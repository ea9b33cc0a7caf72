//! securesight-client: classify detections against a remote reference set
//!
//! Reads detections (bounding box plus embedding) as JSON, encrypts the
//! embeddings, asks the server for encrypted distances and prints the
//! k-NN label of each detection.

use std::fs::File;
use std::io::BufReader;
use std::path::PathBuf;
use std::time::Instant;

use clap::Parser;
use eyre::{Context, Result};
use serde::Deserialize;
use tracing::{info, Level};
use tracing_subscriber::FmtSubscriber;

use securesight::client::ApiClient;
use securesight::{classify_all, ParametersLiteral, SchemeParameters, SecretContext};

#[derive(Parser)]
#[command(name = "securesight-client")]
#[command(about = "Encrypted k-NN classification client")]
#[command(version)]
struct Args {
    /// Server base URL
    #[arg(long, default_value = "http://127.0.0.1:8080")]
    server: String,

    /// JSON file with `[{"bbox": [x1, y1, x2, y2], "embedding": [...]}]`
    #[arg(long)]
    detections: PathBuf,

    /// Number of neighbours in the majority vote
    #[arg(long, default_value_t = 5)]
    k: usize,

    /// Embedding dimension D
    #[arg(long, default_value_t = 512)]
    dimension: usize,

    /// Override the ring degree of the default parameter set (log2 N)
    #[arg(long)]
    log_n: Option<u32>,
}

#[derive(Deserialize)]
struct Detection {
    bbox: [f64; 4],
    embedding: Vec<f64>,
}

#[tokio::main]
async fn main() -> Result<()> {
    let subscriber = FmtSubscriber::builder()
        .with_max_level(Level::INFO)
        .with_target(false)
        .finish();
    tracing::subscriber::set_global_default(subscriber)?;

    let args = Args::parse();

    let file = File::open(&args.detections)
        .with_context(|| format!("Failed to open {}", args.detections.display()))?;
    let detections: Vec<Detection> = serde_json::from_reader(BufReader::new(file))
        .with_context(|| "Failed to parse detections")?;
    info!("Loaded {} detections", detections.len());
    if detections.is_empty() {
        return Ok(());
    }

    let mut literal = ParametersLiteral::securesight();
    if let Some(log_n) = args.log_n {
        literal.log_n = log_n;
    }
    let params = SchemeParameters::from_literal(&literal).wrap_err("invalid parameters")?;

    let keygen_start = Instant::now();
    let mut context =
        SecretContext::new(params, args.dimension).wrap_err("failed to set up client keys")?;
    info!("Key generation: {:.2?}", keygen_start.elapsed());

    let encrypt_start = Instant::now();
    let queries = detections
        .iter()
        .enumerate()
        .map(|(i, d)| {
            context
                .encrypt(&d.embedding)
                .wrap_err_with(|| format!("detection {i}"))
        })
        .collect::<Result<Vec<_>>>()?;
    info!("Encryption: {:.2?}", encrypt_start.elapsed());

    let request_start = Instant::now();
    let api = ApiClient::new(args.server.as_str());
    let envelope = api
        .predict(&context.export_public_context(queries))
        .await
        .wrap_err_with(|| format!("request to {} failed", api.base_url()))?;
    info!("Server round trip: {:.2?}", request_start.elapsed());

    let (distances, labels) = context
        .decode_response(&envelope)
        .wrap_err("failed to decode response")?;
    let classes = classify_all(&distances, &labels, args.k)?;

    for (detection, class) in detections.iter().zip(&classes) {
        let [x1, y1, x2, y2] = detection.bbox;
        println!("{class} @ [{x1}, {y1}, {x2}, {y2}]");
    }

    Ok(())
}
//! HTTP round trip through `/api/knn`.

#![cfg(all(feature = "server", feature = "client"))]

use std::net::SocketAddr;
use std::sync::Arc;

use axum::http::StatusCode;
use tokio::net::TcpListener;

use securesight::client::ApiClient;
use securesight::server::http::{
    router, AppState, ErrorResponse, HealthResponse, ParamsResponse, DEFAULT_MAX_BODY_BYTES,
};
use securesight::server::{DistanceEvaluator, EvaluatorConfig, ReferenceStore};
use securesight::{classify_all, ErrorKind, ParametersLiteral, SchemeParameters, SecretContext};

fn toy_params() -> SchemeParameters {
    SchemeParameters::from_literal(&ParametersLiteral::toy(5)).unwrap()
}

async fn spawn_server() -> (String, tokio::task::JoinHandle<()>) {
    let store = ReferenceStore::load(
        "1,1,1,1,cat\n2,2,2,2,dog\n1.1,1,1,1,cat\n0,0,0,0,owl\n2.1,2,2,2,dog\n".as_bytes(),
        4,
    )
    .expect("reference set should parse");
    let evaluator = DistanceEvaluator::new(toy_params(), &store, EvaluatorConfig::default())
        .expect("evaluator should build");
    let app = router(Arc::new(AppState::new(evaluator)), DEFAULT_MAX_BODY_BYTES);

    let listener = TcpListener::bind("127.0.0.1:0")
        .await
        .expect("bind should succeed");
    let addr: SocketAddr = listener.local_addr().expect("local addr");

    let handle = tokio::spawn(async move {
        axum::serve(listener, app).await.expect("server should run");
    });
    (format!("http://{}", addr), handle)
}

#[tokio::test]
async fn http_knn_round_trip() {
    let (base_url, server_handle) = spawn_server().await;

    let mut client = SecretContext::with_seed(toy_params(), 4, 9).expect("client keys");
    let queries = vec![
        client.encrypt(&[1.05, 1.0, 1.0, 1.0]).unwrap(),
        client.encrypt(&[2.0, 2.05, 2.0, 2.0]).unwrap(),
    ];

    let api = ApiClient::new(base_url.as_str());
    let envelope = api
        .predict(&client.export_public_context(queries))
        .await
        .expect("request should succeed");

    let (distances, labels) = client.decode_response(&envelope).expect("decode");
    assert_eq!(labels[0], vec!["cat", "dog", "cat", "owl", "dog"]);
    let classes = classify_all(&distances, &labels, 2).unwrap();
    assert_eq!(classes, vec!["cat", "dog"]);

    server_handle.abort();
}

#[tokio::test]
async fn http_knn_rejects_garbage() {
    let (base_url, server_handle) = spawn_server().await;
    let http = reqwest::Client::new();

    let response = http
        .post(format!("{}/api/knn", base_url))
        .body(vec![1u8, 2, 3])
        .send()
        .await
        .expect("request should succeed");
    assert_eq!(response.status(), StatusCode::BAD_REQUEST.as_u16());
    let body: ErrorResponse = response.json().await.expect("parse error response");
    assert_eq!(body.kind, ErrorKind::Protocol);

    let err = ApiClient::new(base_url.as_str())
        .predict_bytes(vec![0xff; 16])
        .await
        .unwrap_err();
    assert_eq!(err.kind(), ErrorKind::Protocol);

    server_handle.abort();
}

#[tokio::test]
async fn http_health_and_params() {
    let (base_url, server_handle) = spawn_server().await;
    let http = reqwest::Client::new();

    let health: HealthResponse = http
        .get(format!("{}/health", base_url))
        .send()
        .await
        .expect("health request")
        .json()
        .await
        .expect("health body");
    assert_eq!(health.status, "ok");

    let params: ParamsResponse = http
        .get(format!("{}/params", base_url))
        .send()
        .await
        .expect("params request")
        .json()
        .await
        .expect("params body");
    assert_eq!(params.params.q_moduli, toy_params().q_moduli);
    assert_eq!(params.params.p_modulus, toy_params().p_modulus);
    assert_eq!(params.rows, 5);
    assert_eq!(params.dimension, 4);
    assert_eq!(params.batches, 2);
    assert_eq!(params.targets_per_batch, 4);

    server_handle.abort();
}
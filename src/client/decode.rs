//! Decrypting server responses back into per-row distances.
//!
//! Every returned ciphertext holds, in slot segment `i`, the squared
//! coordinate differences between the query and row `i` of one batch.
//! Summing a segment gives that row's squared Euclidean distance. Slots
//! beyond the batch's label count are never read.

use std::time::Instant;

use tracing::debug;

use super::context::SecretContext;
use crate::ckks::Ciphertext;
use crate::error::{err, Result};
use crate::protocol::{DistanceResult, ResponseEnvelope};

/// Per-query distances and the labels they belong to, position for position.
pub type DecodedDistances = (Vec<Vec<f64>>, Vec<Vec<String>>);

impl SecretContext {
    /// Decrypts `ct` and decodes all slots.
    pub fn decrypt_slots(&self, ct: &Ciphertext) -> Result<Vec<f64>> {
        ct.validate(self.params())?;
        Ok(self.encoder.decode(&self.decryptor.decrypt(ct)))
    }

    /// Unpacks every query's results into flat (distance, label) lists,
    /// ordered by batch and then by position within the batch.
    pub fn decode(&self, responses: &[Vec<DistanceResult>]) -> Result<DecodedDistances> {
        let started = Instant::now();
        let mut all_distances = Vec::with_capacity(responses.len());
        let mut all_labels = Vec::with_capacity(responses.len());

        for (query, results) in responses.iter().enumerate() {
            let mut distances: Vec<f64> = Vec::new();
            let mut labels = Vec::new();

            for (batch, result) in results.iter().enumerate() {
                if result.labels.len() > self.layout.targets_per_batch() {
                    return Err(err!(
                        Protocol,
                        "query {} batch {} carries {} labels, at most {} fit",
                        query,
                        batch,
                        result.labels.len(),
                        self.layout.targets_per_batch()
                    ));
                }

                let slots = self.decrypt_slots(&result.ciphertext)?;
                for (i, label) in result.labels.iter().enumerate() {
                    distances.push(slots[self.layout.segment(i)].iter().sum());
                    labels.push(label.clone());
                }
            }

            all_distances.push(distances);
            all_labels.push(labels);
        }

        debug!(
            queries = responses.len(),
            elapsed_ms = started.elapsed().as_millis() as u64,
            "decoded response"
        );
        Ok((all_distances, all_labels))
    }

    /// Checks the envelope's parameters against this session, then decodes.
    pub fn decode_response(&self, envelope: &ResponseEnvelope) -> Result<DecodedDistances> {
        if &envelope.params != self.params() {
            return Err(err!(
                Protocol,
                "response parameters differ from client parameters"
            ));
        }
        self.decode(&envelope.distances)
    }
}

#[cfg(test)]
mod tests {
    use super::*;
    use crate::error::ErrorKind;
    use crate::params::{ParametersLiteral, SchemeParameters};

    fn context() -> SecretContext {
        let params = SchemeParameters::from_literal(&ParametersLiteral::toy(5)).unwrap();
        SecretContext::with_seed(params, 4, 21).unwrap()
    }

    fn squared_distance_ct(ctx: &mut SecretContext, query: &[f64], packed: &[f64]) -> Ciphertext {
        let ct = ctx.encrypt(query).unwrap();
        let evaluator = ctx.evaluator();
        let diff = evaluator.sub_plain(&ct, packed).unwrap();
        evaluator
            .rescale(&evaluator.mul_relin(&diff, &diff).unwrap())
            .unwrap()
    }

    #[test]
    fn test_segments_sum_to_distances() {
        let mut ctx = context();
        let packed = [[1.0; 4], [2.0; 4], [0.0; 4]].concat();
        let ct = squared_distance_ct(&mut ctx, &[1.0; 4], &packed);

        let responses = vec![vec![DistanceResult {
            ciphertext: ct,
            labels: vec!["same".into(), "twos".into(), "zeros".into()],
        }]];
        let (distances, labels) = ctx.decode(&responses).unwrap();

        assert_eq!(labels[0], vec!["same", "twos", "zeros"]);
        for (got, want) in distances[0].iter().zip([0.0, 4.0, 4.0]) {
            assert!((got - want).abs() < 1e-3, "{got} != {want}");
        }
    }

    #[test]
    fn test_too_many_labels_is_protocol_error() {
        let mut ctx = context();
        let ct = squared_distance_ct(&mut ctx, &[0.0; 4], &[0.0; 16]);
        let responses = vec![vec![DistanceResult {
            ciphertext: ct,
            labels: (0..5).map(|i| i.to_string()).collect(),
        }]];
        assert_eq!(ctx.decode(&responses).unwrap_err().kind(), ErrorKind::Protocol);
    }

    #[test]
    fn test_parameter_mismatch_is_protocol_error() {
        let ctx = context();
        let envelope = ResponseEnvelope {
            distances: vec![],
            params: SchemeParameters::from_literal(&ParametersLiteral::toy(6)).unwrap(),
        };
        assert_eq!(
            ctx.decode_response(&envelope).unwrap_err().kind(),
            ErrorKind::Protocol
        );
    }

    #[test]
    fn test_malformed_ciphertext_is_protocol_error() {
        let mut ctx = context();
        let mut ct = ctx.encrypt(&[0.0; 4]).unwrap();
        ct.level = 7;
        let responses = vec![vec![DistanceResult {
            ciphertext: ct,
            labels: vec!["x".into()],
        }]];
        assert_eq!(ctx.decode(&responses).unwrap_err().kind(), ErrorKind::Protocol);
    }
}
^^^^^^^^
| TASK TO CARRY OUT |
Return solely the number of lines in the data that include the word "SecretContext".

| WRITTEN RESPONSE |
9